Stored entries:

= = = =

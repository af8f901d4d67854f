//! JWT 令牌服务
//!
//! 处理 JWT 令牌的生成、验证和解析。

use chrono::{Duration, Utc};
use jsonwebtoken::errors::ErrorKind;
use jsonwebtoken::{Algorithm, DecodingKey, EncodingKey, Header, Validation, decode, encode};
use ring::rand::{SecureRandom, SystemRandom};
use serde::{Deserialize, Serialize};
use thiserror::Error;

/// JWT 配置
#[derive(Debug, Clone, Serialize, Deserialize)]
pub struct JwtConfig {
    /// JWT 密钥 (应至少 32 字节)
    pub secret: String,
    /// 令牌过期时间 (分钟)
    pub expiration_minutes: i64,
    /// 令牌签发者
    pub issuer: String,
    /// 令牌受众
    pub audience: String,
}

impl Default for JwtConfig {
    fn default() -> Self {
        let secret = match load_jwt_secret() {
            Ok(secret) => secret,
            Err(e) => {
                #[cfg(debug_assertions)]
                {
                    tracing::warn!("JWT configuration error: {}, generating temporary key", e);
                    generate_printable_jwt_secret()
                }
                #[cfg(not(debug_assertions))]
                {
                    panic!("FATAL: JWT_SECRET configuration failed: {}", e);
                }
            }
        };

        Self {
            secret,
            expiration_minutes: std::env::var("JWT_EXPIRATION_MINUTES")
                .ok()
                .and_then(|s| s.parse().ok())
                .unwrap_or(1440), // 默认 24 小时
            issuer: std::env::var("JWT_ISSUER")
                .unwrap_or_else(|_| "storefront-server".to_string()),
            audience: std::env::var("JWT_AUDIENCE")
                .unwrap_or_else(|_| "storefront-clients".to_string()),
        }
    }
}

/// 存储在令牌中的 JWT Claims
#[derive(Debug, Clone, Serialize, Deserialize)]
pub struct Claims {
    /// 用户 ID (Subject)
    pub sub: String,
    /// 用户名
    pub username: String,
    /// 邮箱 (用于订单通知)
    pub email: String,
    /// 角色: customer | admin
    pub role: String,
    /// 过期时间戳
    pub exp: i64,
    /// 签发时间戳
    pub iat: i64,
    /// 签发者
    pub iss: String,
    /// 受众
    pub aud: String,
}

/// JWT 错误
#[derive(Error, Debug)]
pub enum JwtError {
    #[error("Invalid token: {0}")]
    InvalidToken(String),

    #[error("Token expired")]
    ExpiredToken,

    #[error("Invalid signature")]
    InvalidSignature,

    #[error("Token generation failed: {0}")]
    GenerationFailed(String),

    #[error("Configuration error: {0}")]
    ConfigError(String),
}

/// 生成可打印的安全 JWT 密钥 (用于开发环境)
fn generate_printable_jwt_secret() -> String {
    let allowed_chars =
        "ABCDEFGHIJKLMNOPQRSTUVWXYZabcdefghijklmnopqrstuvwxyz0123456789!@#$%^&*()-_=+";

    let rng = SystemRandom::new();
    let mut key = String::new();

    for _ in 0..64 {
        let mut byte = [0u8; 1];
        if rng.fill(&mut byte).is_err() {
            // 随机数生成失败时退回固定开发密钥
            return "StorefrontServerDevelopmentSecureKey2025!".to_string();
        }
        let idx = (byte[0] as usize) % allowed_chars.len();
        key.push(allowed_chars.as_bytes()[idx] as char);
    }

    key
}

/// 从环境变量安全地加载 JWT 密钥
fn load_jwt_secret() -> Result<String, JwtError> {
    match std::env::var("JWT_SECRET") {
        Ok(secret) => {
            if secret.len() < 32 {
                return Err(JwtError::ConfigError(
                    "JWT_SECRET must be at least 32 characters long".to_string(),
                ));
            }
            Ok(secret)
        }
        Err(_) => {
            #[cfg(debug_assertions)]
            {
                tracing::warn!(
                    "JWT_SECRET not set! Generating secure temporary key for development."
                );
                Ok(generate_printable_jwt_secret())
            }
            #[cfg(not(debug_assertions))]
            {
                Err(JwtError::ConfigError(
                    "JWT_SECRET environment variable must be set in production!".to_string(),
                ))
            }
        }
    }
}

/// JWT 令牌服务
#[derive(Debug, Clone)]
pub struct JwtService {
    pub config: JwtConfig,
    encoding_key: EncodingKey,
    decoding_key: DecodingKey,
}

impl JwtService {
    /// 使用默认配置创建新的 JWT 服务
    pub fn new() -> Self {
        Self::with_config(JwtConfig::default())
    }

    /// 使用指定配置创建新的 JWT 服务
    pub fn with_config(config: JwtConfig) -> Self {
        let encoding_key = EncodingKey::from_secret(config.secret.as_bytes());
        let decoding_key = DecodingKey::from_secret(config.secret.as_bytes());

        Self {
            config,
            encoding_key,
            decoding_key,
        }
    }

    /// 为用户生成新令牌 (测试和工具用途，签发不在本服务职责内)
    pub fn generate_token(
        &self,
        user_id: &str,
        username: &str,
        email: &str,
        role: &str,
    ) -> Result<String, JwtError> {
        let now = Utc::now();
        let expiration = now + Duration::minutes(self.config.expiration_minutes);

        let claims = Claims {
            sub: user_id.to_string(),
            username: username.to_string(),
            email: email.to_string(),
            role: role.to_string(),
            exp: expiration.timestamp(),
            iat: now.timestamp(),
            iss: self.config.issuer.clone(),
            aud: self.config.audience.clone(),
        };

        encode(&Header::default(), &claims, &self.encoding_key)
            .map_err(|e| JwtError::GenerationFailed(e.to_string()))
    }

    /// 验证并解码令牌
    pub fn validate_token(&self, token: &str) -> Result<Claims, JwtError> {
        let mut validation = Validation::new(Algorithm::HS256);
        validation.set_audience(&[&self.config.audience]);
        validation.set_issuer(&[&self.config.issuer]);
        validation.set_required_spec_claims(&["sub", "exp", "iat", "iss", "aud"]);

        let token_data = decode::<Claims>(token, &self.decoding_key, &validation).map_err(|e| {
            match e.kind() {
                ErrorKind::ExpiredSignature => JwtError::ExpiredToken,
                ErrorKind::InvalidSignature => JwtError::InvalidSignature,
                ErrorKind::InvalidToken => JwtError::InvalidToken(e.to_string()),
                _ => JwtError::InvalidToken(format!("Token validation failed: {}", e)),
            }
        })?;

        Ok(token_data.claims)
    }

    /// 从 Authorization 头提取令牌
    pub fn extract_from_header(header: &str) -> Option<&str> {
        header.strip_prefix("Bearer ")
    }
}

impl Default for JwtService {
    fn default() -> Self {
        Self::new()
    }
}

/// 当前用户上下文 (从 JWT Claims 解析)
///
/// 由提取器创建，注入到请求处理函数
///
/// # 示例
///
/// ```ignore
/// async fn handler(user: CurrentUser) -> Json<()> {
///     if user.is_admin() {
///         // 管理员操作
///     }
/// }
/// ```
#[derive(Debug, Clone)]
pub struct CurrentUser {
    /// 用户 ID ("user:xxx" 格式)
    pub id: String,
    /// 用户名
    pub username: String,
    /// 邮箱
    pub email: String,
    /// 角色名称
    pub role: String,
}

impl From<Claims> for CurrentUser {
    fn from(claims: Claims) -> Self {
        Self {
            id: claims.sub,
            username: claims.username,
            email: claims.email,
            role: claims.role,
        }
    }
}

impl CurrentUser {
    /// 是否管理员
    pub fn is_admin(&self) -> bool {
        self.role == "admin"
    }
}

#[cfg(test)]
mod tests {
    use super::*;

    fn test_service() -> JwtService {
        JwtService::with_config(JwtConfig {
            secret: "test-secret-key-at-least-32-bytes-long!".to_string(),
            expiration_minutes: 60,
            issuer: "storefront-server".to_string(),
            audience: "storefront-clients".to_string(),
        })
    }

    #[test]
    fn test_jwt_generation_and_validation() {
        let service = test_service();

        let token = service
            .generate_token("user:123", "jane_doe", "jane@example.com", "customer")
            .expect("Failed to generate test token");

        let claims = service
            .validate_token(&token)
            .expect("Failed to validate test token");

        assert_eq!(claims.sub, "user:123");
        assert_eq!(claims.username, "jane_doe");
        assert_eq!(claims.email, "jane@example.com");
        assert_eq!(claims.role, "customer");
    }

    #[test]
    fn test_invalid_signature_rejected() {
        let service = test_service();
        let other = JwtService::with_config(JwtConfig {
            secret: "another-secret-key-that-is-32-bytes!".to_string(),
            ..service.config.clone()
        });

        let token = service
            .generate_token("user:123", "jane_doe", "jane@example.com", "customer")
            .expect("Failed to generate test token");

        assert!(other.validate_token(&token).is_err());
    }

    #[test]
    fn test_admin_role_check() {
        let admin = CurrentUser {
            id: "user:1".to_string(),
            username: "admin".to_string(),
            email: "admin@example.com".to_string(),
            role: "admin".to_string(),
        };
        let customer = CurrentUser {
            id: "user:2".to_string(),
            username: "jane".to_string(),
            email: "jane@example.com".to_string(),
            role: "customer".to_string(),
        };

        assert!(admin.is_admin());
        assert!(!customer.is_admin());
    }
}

= = = =

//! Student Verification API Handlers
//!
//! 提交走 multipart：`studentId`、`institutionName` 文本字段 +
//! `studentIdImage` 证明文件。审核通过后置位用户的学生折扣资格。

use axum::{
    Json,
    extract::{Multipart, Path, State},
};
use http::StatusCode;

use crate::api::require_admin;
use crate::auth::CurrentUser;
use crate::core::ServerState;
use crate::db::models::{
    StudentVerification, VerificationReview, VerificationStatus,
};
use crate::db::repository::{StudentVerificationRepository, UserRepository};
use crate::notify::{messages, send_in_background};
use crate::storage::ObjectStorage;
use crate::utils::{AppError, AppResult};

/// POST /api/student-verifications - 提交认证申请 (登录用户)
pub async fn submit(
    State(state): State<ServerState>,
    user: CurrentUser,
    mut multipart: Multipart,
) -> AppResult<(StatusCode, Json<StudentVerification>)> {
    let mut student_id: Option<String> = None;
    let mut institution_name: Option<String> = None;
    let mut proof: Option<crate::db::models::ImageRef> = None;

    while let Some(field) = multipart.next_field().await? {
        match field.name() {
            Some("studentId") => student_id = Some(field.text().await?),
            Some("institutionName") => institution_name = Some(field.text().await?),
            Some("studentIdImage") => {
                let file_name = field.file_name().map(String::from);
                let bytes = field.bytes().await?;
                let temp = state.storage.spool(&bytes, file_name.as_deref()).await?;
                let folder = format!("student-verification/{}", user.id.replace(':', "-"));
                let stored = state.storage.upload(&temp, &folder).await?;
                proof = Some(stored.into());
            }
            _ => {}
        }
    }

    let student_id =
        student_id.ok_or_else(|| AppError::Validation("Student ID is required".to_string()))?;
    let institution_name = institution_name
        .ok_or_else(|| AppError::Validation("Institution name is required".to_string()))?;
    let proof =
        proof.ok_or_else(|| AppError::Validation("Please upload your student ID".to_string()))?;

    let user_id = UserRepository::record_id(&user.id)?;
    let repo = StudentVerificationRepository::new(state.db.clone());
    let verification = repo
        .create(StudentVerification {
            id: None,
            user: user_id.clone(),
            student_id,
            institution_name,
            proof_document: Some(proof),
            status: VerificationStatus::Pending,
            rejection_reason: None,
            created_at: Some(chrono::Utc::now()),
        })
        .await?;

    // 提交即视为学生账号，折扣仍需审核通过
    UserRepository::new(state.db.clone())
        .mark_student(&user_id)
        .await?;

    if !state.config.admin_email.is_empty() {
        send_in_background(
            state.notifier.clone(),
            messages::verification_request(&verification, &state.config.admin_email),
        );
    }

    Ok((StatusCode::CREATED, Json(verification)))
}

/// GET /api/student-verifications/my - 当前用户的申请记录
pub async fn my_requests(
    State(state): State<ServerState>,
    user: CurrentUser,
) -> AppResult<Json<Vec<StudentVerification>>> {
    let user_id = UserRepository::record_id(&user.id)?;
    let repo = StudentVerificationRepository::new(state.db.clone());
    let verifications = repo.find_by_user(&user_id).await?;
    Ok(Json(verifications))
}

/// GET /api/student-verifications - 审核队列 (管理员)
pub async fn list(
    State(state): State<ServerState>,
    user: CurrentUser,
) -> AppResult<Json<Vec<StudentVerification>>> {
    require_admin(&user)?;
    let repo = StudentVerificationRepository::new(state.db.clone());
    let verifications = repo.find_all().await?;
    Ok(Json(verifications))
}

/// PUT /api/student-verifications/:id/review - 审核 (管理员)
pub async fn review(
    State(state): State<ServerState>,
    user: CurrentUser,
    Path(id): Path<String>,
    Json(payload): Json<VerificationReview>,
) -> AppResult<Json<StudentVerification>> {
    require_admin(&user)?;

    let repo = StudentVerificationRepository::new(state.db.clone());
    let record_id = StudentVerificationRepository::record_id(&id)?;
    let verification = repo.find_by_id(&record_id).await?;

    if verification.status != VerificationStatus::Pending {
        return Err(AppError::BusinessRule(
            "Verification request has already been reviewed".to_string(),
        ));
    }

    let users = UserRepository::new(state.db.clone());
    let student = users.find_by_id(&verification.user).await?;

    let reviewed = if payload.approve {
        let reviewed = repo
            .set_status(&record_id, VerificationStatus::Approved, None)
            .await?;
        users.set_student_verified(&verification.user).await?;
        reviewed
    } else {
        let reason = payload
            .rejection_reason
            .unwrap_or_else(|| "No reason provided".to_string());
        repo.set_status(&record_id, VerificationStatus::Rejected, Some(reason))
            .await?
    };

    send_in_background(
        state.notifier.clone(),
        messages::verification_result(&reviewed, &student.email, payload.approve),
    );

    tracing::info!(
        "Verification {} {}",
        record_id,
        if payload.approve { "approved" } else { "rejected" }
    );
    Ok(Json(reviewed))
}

= = = =

**EXERCISE:** Scan the records above for the string "must", and copy every line where it turns up.

**TASK RESULT:**
                    "JWT_SECRET must be at least 32 characters long".to_string(),
                    "JWT_SECRET environment variable must be set in production!".to_string(),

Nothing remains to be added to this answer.